Book Read Free

Mrs Whistler

Page 23

by Matthew Plampin


  January passed, and it became yet harder to concentrate. Maud’s hand grew unreliable. She wanted simplicity and delicacy, and the impression of easefulness, yet when she set brush to page, none of it was there. She made herself persevere, though, as best she could; and when that knock came on the final morning she was already at her place at the room’s round writing table, her paintbox open and her colours mixed, a study of a golden yellow crocus already wandering off in quite the wrong direction. The flower had seemed too weakly defined, the petals meagre and thin, lacking that velvet quality they had – and then all at once it was laboured, overdone, spoiled. Losing heart, she’d fallen to staring down into the street below, looking back to Pentonville Road: the steady march of traffic, its lanterns lit against the miserable day, the blurring fall of sleet.

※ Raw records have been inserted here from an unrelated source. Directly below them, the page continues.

use std::thread;
use std::time::Duration;

use anyhow::{Context, Result};
use chrono::{DateTime, TimeDelta, Utc};
use tracing::{error, info, warn};

use crate::config::Config;
use crate::notify::DiscordWebhook;
use crate::seen::SeenClips;
use crate::twitch::{Clip, TwitchClient, TwitchError};

#[derive(Debug, Clone, Copy, Default, PartialEq, Eq)]
pub(crate) struct PollReport {
    pub(crate) fetched: usize,
    pub(crate) new: usize,
    pub(crate) delivered: usize,
}

#[derive(Debug)]
pub(crate) struct ClipWatcher {
    channel: String,
    broadcaster_id: String,
    lookback: TimeDelta,
    interval: Duration,
    notify_delay: Duration,
    twitch: TwitchClient,
    webhook: DiscordWebhook,
    seen: SeenClips,
}

impl ClipWatcher {
    pub(crate) fn connect(config: &Config) -> Result<Self> {
        let policy = config.http.retry_policy();
        let mut twitch = TwitchClient::new(&config.twitch, policy.clone());
        twitch
            .authenticate()
            .context("failed to obtain initial Twitch access token")?;

        let login = config.twitch.login();
        let broadcaster_id = twitch
            .resolve_broadcaster_id(&login)
            .with_context(|| format!("failed to resolve broadcaster id for `{login}`"))?;
        info!(channel = %login, broadcaster_id = %broadcaster_id, "resolved broadcaster");

        Ok(Self {
            channel: config.twitch.channel.trim().to_string(),
            broadcaster_id,
            lookback: config.lookback(),
            interval: config.interval(),
            notify_delay: config.notify_delay(),
            twitch,
            webhook: DiscordWebhook::new(&config.discord, policy),
            seen: SeenClips::new(),
        })
    }

    pub(crate) fn broadcaster_id(&self) -> &str {
        &self.broadcaster_id
    }

    pub(crate) fn recent_clips(&mut self, now: DateTime<Utc>) -> Result<Vec<Clip>, TwitchError> {
        let started_at = now.checked_sub_signed(self.lookback).unwrap_or(now);
        self.twitch.clips_since(&self.broadcaster_id, started_at)
    }

    // A failed fetch primes nothing.
    pub(crate) fn prime(&mut self, now: DateTime<Utc>) -> usize {
        info!(
            lookback_minutes = self.lookback.num_minutes(),
            "priming known clips from the lookback window"
        );
        match self.recent_clips(now) {
            Ok(clips) => {
                let primed = self.seen.prime(&clips);
                info!(primed, "primed known clips, monitoring for new ones");
                primed
            }
            Err(err) => {
                warn!(error = %err, "initial clip scan failed, starting with an empty seen-set");
                0
            }
        }
    }

    pub(crate) fn poll_once(&mut self, now: DateTime<Utc>) -> Result<PollReport, TwitchError> {
        info!(channel = %self.channel, "checking for new clips");
        let clips = self.recent_clips(now)?;
        let fresh = self
            .seen
            .unseen(&clips)
            .into_iter()
            .cloned()
            .collect::<Vec<_>>();

        let mut report = PollReport {
            fetched: clips.len(),
            new: fresh.len(),
            delivered: 0,
        };
        if fresh.is_empty() {
            info!(fetched = report.fetched, "no new clips");
            return Ok(report);
        }

        for (index, clip) in fresh.iter().enumerate() {
            if index > 0 && !self.notify_delay.is_zero() {
                thread::sleep(self.notify_delay);
            }
            info!(clip_id = %clip.id, title = %clip.title, url = %clip.url, "new clip found");
            match self.webhook.announce_clip(&self.channel, clip) {
                Ok(()) => {
                    report.delivered += 1;
                    info!(clip_id = %clip.id, "posted clip to Discord");
                }
                Err(err) => {
                    error!(clip_id = %clip.id, error = %err, "failed to post clip to Discord");
                }
            }
            // Marked even on failure: a clip is announced at most once.
            self.seen.insert(&clip.id);
        }

        info!(
            new = report.new,
            delivered = report.delivered,
            known = self.seen.len(),
            "poll cycle finished"
        );
        Ok(report)
    }

    pub(crate) fn run(&mut self) -> Result<()> {
        self.prime(Utc::now());

        loop {
            info!(
                interval_secs = self.interval.as_secs(),
                "waiting before next check"
            );
            thread::sleep(self.interval);

            if let Err(err) = self.poll_once(Utc::now()) {
                error!(error = %err, "poll cycle failed");
            }
        }
    }
}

  The knock was confident – three quick raps. Maud started; she turned around in her chair. No one was expected. The breakfast plates had been taken away. Edie wasn’t due until the afternoon. It must be someone from the desk, she thought, with a message perhaps. She dropped her brush in the water cup, climbed slowly to her feet and lumbered across the carpet to the door.

  Rosa Corder was dressed in turquoise with a black cloak and a small black hat, squarish in shape, a turquoise feather looped at its side. Instead of Edie’s tentative embrace – considerate, before all else, of her condition – she was given a hug so fierce that it carried them both back two or three paces into the room, and a great smacking kiss. Rosa then moved away from her abruptly, without speaking. She took off her cloak and hat by the fire, setting them on an armchair – her eyes lingering on the sheaf of Jimmy’s letters tucked behind the carriage clock, each one stamped with a claret-coloured Parisian postmark. Hanging from her arm was a little black basket. The heavy sound it made when she put it on the table told Maud that it contained a bottle. Placing a hand upon her slender hip, framed perfectly by the single large window, she angled her head to study the watercolour of the crocus.

  Maud found that she was grinning, grinning wide, filled with raw, unreflecting pleasure at seeing Rosa again. The next moment, however, she remembered the weeks of absence; the single, rather cursory letter; the unexplained disappearance in the court corridor. The grin died away. She steadied herself against the mantelpiece.

  ‘How did you get up?’ she asked. ‘Did the desk not ask your business?’

  ‘Charles talked to them,’ Rosa replied, without looking round. ‘He sends his love, of course. He had to run off to see a fellow in Clerkenwell about an armoire. Jacobean, they think it might be. We have both been so very busy of late. So much blessed work. Otherwise we would certainly have called on you sooner. It is a relief, I must say, to discover you looking so well.’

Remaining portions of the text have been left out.